- [AIM OF THE TASK]: Below are some records. Return exactly the lines from the one with "assert_eq!(updated.status, LeadStatus::Contacted);" to the one with "async fn audit_requires_a_known_actor()", and nothing else.

- [MATERIAL SHOWN]:

#[cfg(test)]
mod tests {
    use super::*;
    use serde_json::json;

    fn new_user(username: &str) -> NewUser {
        serde_json::from_value(json!({ "username": username, "password": "s3cret-pass" })).unwrap()
    }

    #[tokio::test]
    async fn usernames_are_unique() {
        let store = MemoryStore::new();
        store.create_user(&new_user("sara"), "hash").await.unwrap();
        let err = store.create_user(&new_user("sara"), "hash").await.unwrap_err();
        assert!(matches!(err, AppError::UniqueConstraintViolation(_)));
    }

    #[tokio::test]
    async fn one_primary_contact_per_account() {
        let store = MemoryStore::new();
        let account: NewAccount = serde_json::from_value(json!({ "name": "Acme" })).unwrap();
        let account_id = store.create_account(&account).await.unwrap().id;
        let primary = |name: &str| -> NewContact {
            serde_json::from_value(json!({ "name": name, "accountId": account_id, "isPrimary": true })).unwrap()
        };

        store.create_contact(&primary("Ali")).await.unwrap();
        let err = store.create_contact(&primary("Huda")).await.unwrap_err();
        assert!(matches!(err, AppError::UniqueConstraintViolation(_)));

        // Sem a flag, a mesma conta aceita outros contatos
        let other: NewContact =
            serde_json::from_value(json!({ "name": "Omar", "accountId": account_id })).unwrap();
        store.create_contact(&other).await.unwrap();
        assert_eq!(store.list_contacts(Some(account_id)).await.unwrap().len(), 2);
        assert!(store.list_contacts(Some(Uuid::new_v4())).await.unwrap().is_empty());
    }

    #[tokio::test]
    async fn lookup_tables_sort_numerically() {
        let store = MemoryStore::new();
        for (name, position) in [("ten", 10), ("two", 2), ("one", 1)] {
            let stage: NewDealStage =
                serde_json::from_value(json!({ "name": name, "position": position })).unwrap();
            store.create_deal_stage(&stage).await.unwrap();
        }
        let names: Vec<_> = store
            .list_deal_stages()
            .await
            .unwrap()
            .into_iter()
            .map(|s| s.name)
            .collect();
        assert_eq!(names, ["one", "two", "ten"]);
    }

    #[tokio::test]
    async fn updates_never_move_updated_at_backwards() {
        let store = MemoryStore::new();
        let lead: NewLead = serde_json::from_value(json!({ "name": "Ali" })).unwrap();
        let created = store.create_lead(&lead).await.unwrap();

        let updated = store.update_lead_status(created.id, LeadStatus::Contacted).await.unwrap();
        assert_eq!(updated.status, LeadStatus::Contacted);
        assert!(updated.updated_at >= created.updated_at);
        assert!(updated.updated_at >= updated.created_at);

        let missing = store.update_lead_status(Uuid::new_v4(), LeadStatus::Won).await;
        assert!(matches!(missing, Err(AppError::ResourceNotFound(_))));
    }

    #[tokio::test]
    async fn audit_logs_filter_by_entity() {
        let store = MemoryStore::new();
        let actor = store.create_user(&new_user("auditor"), "hash").await.unwrap();
        let lead_id = Uuid::new_v4();
        for (entity_type, entity_id) in [("leads", lead_id), ("invoices", Uuid::new_v4())] {
            let log: NewAuditLog = serde_json::from_value(json!({
                "actorId": actor.id,
                "action": "create",
                "entityType": entity_type,
                "entityId": entity_id,
            }))
            .unwrap();
            store.append_audit_log(&log).await.unwrap();
        }

        let query = AuditQuery { entity_type: Some("leads".into()), entity_id: Some(lead_id) };
        let logs = store.list_audit_logs(&query).await.unwrap();
        assert_eq!(logs.len(), 1);
        assert_eq!(logs[0].entity_id, lead_id);
        assert_eq!(store.list_audit_logs(&AuditQuery::default()).await.unwrap().len(), 2);
    }

    #[tokio::test]
    async fn audit_requires_a_known_actor() {
        let store = MemoryStore::new();
        let log: NewAuditLog = serde_json::from_value(json!({
            "actorId": Uuid::new_v4(),
            "action": "create",
            "entityType": "leads",
            "entityId": Uuid::new_v4(),
        }))
        .unwrap();
        let err = store.append_audit_log(&log).await.unwrap_err();
        assert!(matches!(err, AppError::ResourceNotFound(_)));
    }

    #[tokio::test]
    async fn foreign_keys_match_the_schema() {
        let store = MemoryStore::seeded();
        let stage = store.list_deal_stages().await.unwrap()[0].id;

        let dangling: NewOpportunity =
            serde_json::from_value(json!({ "name": "Deal", "stageId": Uuid::new_v4() })).unwrap();
        assert!(matches!(
            store.create_opportunity(&dangling).await,
            Err(AppError::ResourceNotFound(_))
        ));

        let valid: NewOpportunity = serde_json::from_value(json!({ "name": "Deal", "stageId": stage })).unwrap();
        let opportunity = store.create_opportunity(&valid).await.unwrap();
        let moved = store
            .update_opportunity_stage(opportunity.id, OpportunityStage::Proposal, Some(Uuid::new_v4()), None)
            .await;
        assert!(matches!(moved, Err(AppError::ResourceNotFound(_))));

        let ticket: NewSupportTicket = serde_json::from_value(json!({
            "subject": "Login",
            "description": "Cannot sign in",
            "projectId": Uuid::new_v4(),
        }))
        .unwrap();
        assert!(matches!(
            store.create_ticket(&ticket, "open").await,
            Err(AppError::ResourceNotFound(_))
        ));

        let invoice: NewInvoice = serde_json::from_value(json!({
            "invoiceNumber": "INV-7",
            "amount": "10.00",
            "userId": Uuid::new_v4(),
        }))
        .unwrap();
        assert!(matches!(
            store.create_invoice(&invoice).await,
            Err(AppError::ResourceNotFound(_))
        ));
    }

    #[tokio::test]
    async fn parent_changes_check_cycles_under_the_write_lock() {
        let store = MemoryStore::new();
        let new = |name: &str, parent: Option<Uuid>| -> NewAccount {
            serde_json::from_value(json!({ "name": name, "parentAccountId": parent })).unwrap()
        };
        let root = store.create_account(&new("Root", None)).await.unwrap();
        let leaf = store.create_account(&new("Leaf", Some(root.id))).await.unwrap();

        let err = store.set_account_parent(root.id, Some(leaf.id)).await.unwrap_err();
        assert!(matches!(err, AppError::HierarchyCycle));
        let err = store.set_account_parent(root.id, Some(Uuid::new_v4())).await.unwrap_err();
        assert!(matches!(err, AppError::ResourceNotFound(_)));
        assert_eq!(store.get_account(root.id).await.unwrap().unwrap().parent_account_id, None);
    }

    #[tokio::test]
    async fn seeded_store_has_catalog_and_lookups() {
        let store = MemoryStore::seeded();
        assert!(!store.list_services().await.unwrap().is_empty());
        let stages = store.list_deal_stages().await.unwrap();
        assert!(stages.windows(2).all(|w| w[0].position <= w[1].position));
        let statuses = store.list_ticket_statuses().await.unwrap();
        assert!(statuses.iter().any(|s| s.name == "open"));
    }
}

- [SOLUTION TO THIS EXERCISE]:
        assert_eq!(updated.status, LeadStatus::Contacted);
        assert!(updated.updated_at >= created.updated_at);
        assert!(updated.updated_at >= updated.created_at);

        let missing = store.update_lead_status(Uuid::new_v4(), LeadStatus::Won).await;
        assert!(matches!(missing, Err(AppError::ResourceNotFound(_))));
    }

    #[tokio::test]
    async fn audit_logs_filter_by_entity() {
        let store = MemoryStore::new();
        let actor = store.create_user(&new_user("auditor"), "hash").await.unwrap();
        let lead_id = Uuid::new_v4();
        for (entity_type, entity_id) in [("leads", lead_id), ("invoices", Uuid::new_v4())] {
            let log: NewAuditLog = serde_json::from_value(json!({
                "actorId": actor.id,
                "action": "create",
                "entityType": entity_type,
                "entityId": entity_id,
            }))
            .unwrap();
            store.append_audit_log(&log).await.unwrap();
        }

        let query = AuditQuery { entity_type: Some("leads".into()), entity_id: Some(lead_id) };
        let logs = store.list_audit_logs(&query).await.unwrap();
        assert_eq!(logs.len(), 1);
        assert_eq!(logs[0].entity_id, lead_id);
        assert_eq!(store.list_audit_logs(&AuditQuery::default()).await.unwrap().len(), 2);
    }

    #[tokio::test]
    async fn audit_requires_a_known_actor() {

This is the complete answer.